Latent Diffusion Model (LDM)
Diffusion model architecture that operates in a lower-dimensional latent space, obtained via an auto-encoder, in order to significantly reduce computational costs while preserving generation quality.
Medical Image Synthesis
Application of diffusion models to create realistic new medical images (MRI, CT scans, etc.), used for augmenting training datasets, protecting patient privacy, or simulating rare pathologies.

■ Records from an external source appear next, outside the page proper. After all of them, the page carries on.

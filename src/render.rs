//! Draw chart descriptions to inline SVG with plotters.

use std::error::Error;
use std::ops::Range;

use itertools::{Itertools, MinMaxResult};
use plotters::coord::combinators::IntoLogRange;
use plotters::coord::ranged1d::{IntoSegmentedCoord, SegmentValue};
use plotters::prelude::*;

use crate::charts::{BarChart, LineChart, ScatterChart};
use crate::error::DashboardError;
use crate::page::escape_html;
use crate::theme;

pub const CHART_SIZE: (u32, u32) = (1000, 460);

pub fn render_scatter(chart: &ScatterChart) -> Result<String, DashboardError> {
    let mut svg = String::new();
    draw_scatter(chart, &mut svg).map_err(|e| render_error("scatter", e))?;
    Ok(attach_point_titles(&svg, &chart.hover_labels()))
}

pub fn render_line(chart: &LineChart) -> Result<String, DashboardError> {
    let mut svg = String::new();
    draw_line(chart, &mut svg).map_err(|e| render_error("line", e))?;
    Ok(svg)
}

pub fn render_bar(chart: &BarChart) -> Result<String, DashboardError> {
    let mut svg = String::new();
    draw_bar(chart, &mut svg).map_err(|e| render_error("bar", e))?;
    Ok(svg)
}

fn render_error(chart: &'static str, err: Box<dyn Error>) -> DashboardError {
    DashboardError::Render {
        chart,
        message: err.to_string(),
    }
}

fn caption_style() -> TextStyle<'static> {
    (theme::FONT_FAMILY, theme::TITLE_SIZE)
        .into_font()
        .color(&theme::TEXT)
}

fn label_style() -> TextStyle<'static> {
    (theme::FONT_FAMILY, theme::LABEL_SIZE)
        .into_font()
        .color(&theme::TEXT)
}

fn axis_desc_style() -> TextStyle<'static> {
    (theme::FONT_FAMILY, theme::AXIS_DESC_SIZE)
        .into_font()
        .color(&theme::TEXT)
}

fn draw_scatter(chart: &ScatterChart, out: &mut String) -> Result<(), Box<dyn Error>> {
    let root = SVGBackend::with_string(out, CHART_SIZE).into_drawing_area();
    root.fill(&theme::BACKGROUND)?;

    let points = || chart.series.iter().flat_map(|s| s.points.iter());
    let x_range = log_bounds(points().map(|&(x, _)| x));
    let y_range = linear_bounds(points().map(|&(_, y)| y));

    let mut ctx = ChartBuilder::on(&root)
        .caption(&chart.title, caption_style())
        .margin(16)
        .x_label_area_size(48)
        .y_label_area_size(72)
        .build_cartesian_2d(x_range.log_scale(), y_range)?;

    ctx.configure_mesh()
        .bold_line_style(theme::GRID)
        .light_line_style(theme::BACKGROUND)
        .axis_style(theme::AXIS)
        .label_style(label_style())
        .axis_desc_style(axis_desc_style())
        .x_desc(chart.x_axis.label)
        .y_desc(chart.y_axis.label)
        .x_label_formatter(&|v| compact_number(*v))
        .draw()?;

    for series in &chart.series {
        let style = series.color.mix(0.8).filled();
        ctx.draw_series(
            series
                .points
                .iter()
                .map(|&(x, y)| Circle::new((x, y), 4, style)),
        )?;
    }

    root.present()?;
    Ok(())
}

fn draw_line(chart: &LineChart, out: &mut String) -> Result<(), Box<dyn Error>> {
    let root = SVGBackend::with_string(out, CHART_SIZE).into_drawing_area();
    root.fill(&theme::BACKGROUND)?;

    let points = || chart.series.iter().flat_map(|s| s.points.iter());
    let x_range = year_bounds(points().map(|&(year, _)| year));
    let y_range = linear_bounds(points().map(|&(_, y)| y));

    let mut ctx = ChartBuilder::on(&root)
        .caption(&chart.title, caption_style())
        .margin(16)
        .x_label_area_size(48)
        .y_label_area_size(72)
        .build_cartesian_2d(x_range, y_range)?;

    ctx.configure_mesh()
        .bold_line_style(theme::GRID)
        .light_line_style(theme::BACKGROUND)
        .axis_style(theme::AXIS)
        .label_style(label_style())
        .axis_desc_style(axis_desc_style())
        .x_desc(chart.x_axis.label)
        .y_desc(chart.y_axis.label)
        .draw()?;

    for series in &chart.series {
        ctx.draw_series(
            LineSeries::new(series.points.iter().copied(), series.color.stroke_width(2))
                .point_size(2),
        )?;
    }

    root.present()?;
    Ok(())
}

fn draw_bar(chart: &BarChart, out: &mut String) -> Result<(), Box<dyn Error>> {
    let root = SVGBackend::with_string(out, CHART_SIZE).into_drawing_area();
    root.fill(&theme::BACKGROUND)?;

    // Discrete integer ranges are inclusive, so 0..=last gives one segment per bar
    let last = chart.bars.len().saturating_sub(1);
    let top = chart
        .bars
        .iter()
        .map(|b| b.value)
        .filter(|v| v.is_finite())
        .fold(0.0, f64::max);
    let y_range = 0.0..if top > 0.0 { top * 1.1 } else { 1.0 };

    let mut ctx = ChartBuilder::on(&root)
        .caption(&chart.title, caption_style())
        .margin(16)
        .x_label_area_size(48)
        .y_label_area_size(72)
        .build_cartesian_2d((0..last).into_segmented(), y_range)?;

    let bar_label = |v: &SegmentValue<usize>| match v {
        SegmentValue::CenterOf(index) => chart
            .bars
            .get(*index)
            .map(|b| b.label.clone())
            .unwrap_or_default(),
        _ => String::new(),
    };

    ctx.configure_mesh()
        .disable_x_mesh()
        .x_labels(chart.bars.len().max(1))
        .bold_line_style(theme::GRID)
        .light_line_style(theme::BACKGROUND)
        .axis_style(theme::AXIS)
        .label_style(label_style())
        .axis_desc_style(axis_desc_style())
        .x_desc(chart.x_axis.label)
        .y_desc(chart.y_axis.label)
        .x_label_formatter(&bar_label)
        .draw()?;

    ctx.draw_series(
        Histogram::vertical(&ctx)
            .style(chart.color.filled())
            .margin(12)
            .data(
                chart
                    .bars
                    .iter()
                    .enumerate()
                    .filter(|(_, bar)| bar.value.is_finite())
                    .map(|(i, bar)| (i, bar.value)),
            ),
    )?;

    root.present()?;
    Ok(())
}

fn min_max(values: impl Iterator<Item = f64>) -> Option<(f64, f64)> {
    match values.filter(|v| v.is_finite()).minmax() {
        MinMaxResult::NoElements => None,
        MinMaxResult::OneElement(v) => Some((v, v)),
        MinMaxResult::MinMax(lo, hi) => Some((lo, hi)),
    }
}

fn linear_bounds(values: impl Iterator<Item = f64>) -> Range<f64> {
    let Some((lo, hi)) = min_max(values) else {
        return 0.0..1.0;
    };
    let pad = if hi > lo {
        (hi - lo) * 0.05
    } else {
        lo.abs().max(1.0) * 0.5
    };
    (lo - pad)..(hi + pad)
}

fn log_bounds(values: impl Iterator<Item = f64>) -> Range<f64> {
    match min_max(values.filter(|v| *v > 0.0)) {
        Some((lo, hi)) => (lo / 1.5)..(hi * 1.5),
        None => 1.0..10.0,
    }
}

fn year_bounds(years: impl Iterator<Item = i32>) -> Range<i32> {
    match years.minmax() {
        MinMaxResult::NoElements => 0..1,
        MinMaxResult::OneElement(year) => (year - 1)..(year + 1),
        MinMaxResult::MinMax(lo, hi) => lo..hi,
    }
}

/// GDP tick labels: 1.2k, 3.4M, 5.6B, 7.8T.
fn compact_number(value: f64) -> String {
    let magnitude = value.abs();
    let (scaled, suffix) = if magnitude >= 1e12 {
        (value / 1e12, "T")
    } else if magnitude >= 1e9 {
        (value / 1e9, "B")
    } else if magnitude >= 1e6 {
        (value / 1e6, "M")
    } else if magnitude >= 1e3 {
        (value / 1e3, "k")
    } else {
        (value, "")
    };
    let text = format!("{scaled:.1}");
    let text = text.strip_suffix(".0").unwrap_or(&text);
    format!("{text}{suffix}")
}

/// Give the n-th `<circle>` of `svg` a `<title>` holding the n-th label.
pub(crate) fn attach_point_titles(svg: &str, labels: &[&str]) -> String {
    let mut out = String::with_capacity(svg.len() + labels.len() * 32);
    let mut rest = svg;
    let mut labels = labels.iter();

    while let Some(start) = rest.find("<circle") {
        let Some(close) = rest[start..].find("/>") else {
            break;
        };
        let Some(label) = labels.next() else {
            break;
        };
        let tag_end = start + close;
        out.push_str(rest[..tag_end].trim_end());
        out.push_str("><title>");
        out.push_str(&escape_html(label));
        out.push_str("</title></circle>");
        rest = &rest[tag_end + 2..];
    }

    out.push_str(rest);
    out
}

Medical Image Super-Resolution
Process of enhancing the spatial resolution of low-quality medical images using diffusion models, allowing fine details essential for more accurate diagnosis to be revealed.
Medical Image Denoising
Use of diffusion models to eliminate specific noise (e.g., Poisson noise, Rician noise) present in medical imaging acquisitions such as MRI or CT scans, thereby improving the signal-to-noise ratio.
Medical Inpainting
Technique consisting of reconstructing or replacing missing or corrupted regions in a medical image, using a diffusion model to fill in gaps in a manner consistent with the surrounding anatomical context.
Continuous-Time Diffusion Model
Advanced approach that treats the diffusion process as a continuous stochastic process in time, offering greater flexibility and better sampling efficiency compared to discrete-step models.
U-Net Architecture for Diffusion
U-shaped neural network structure, composed of an encoder path and a decoder path with skip connections, commonly used as the backbone of diffusion models to efficiently predict noise at each step.
Diagnostic Fidelity
Specific evaluation criterion for medical imaging that measures the ability of a synthesized or diffusion model-enhanced image to preserve clinically relevant features for correct diagnosis.
Anatomical Consistency
Principle according to which medical images generated or modified by a diffusion model must respect the known anatomical constraints and relationships of the human body to be clinically valid.
Domain Adaptation for Diffusion
Technique aiming to adapt a diffusion model pre-trained on one image domain (e.g., natural photos) to a specific target domain such as medical imaging, often with limited additional training data.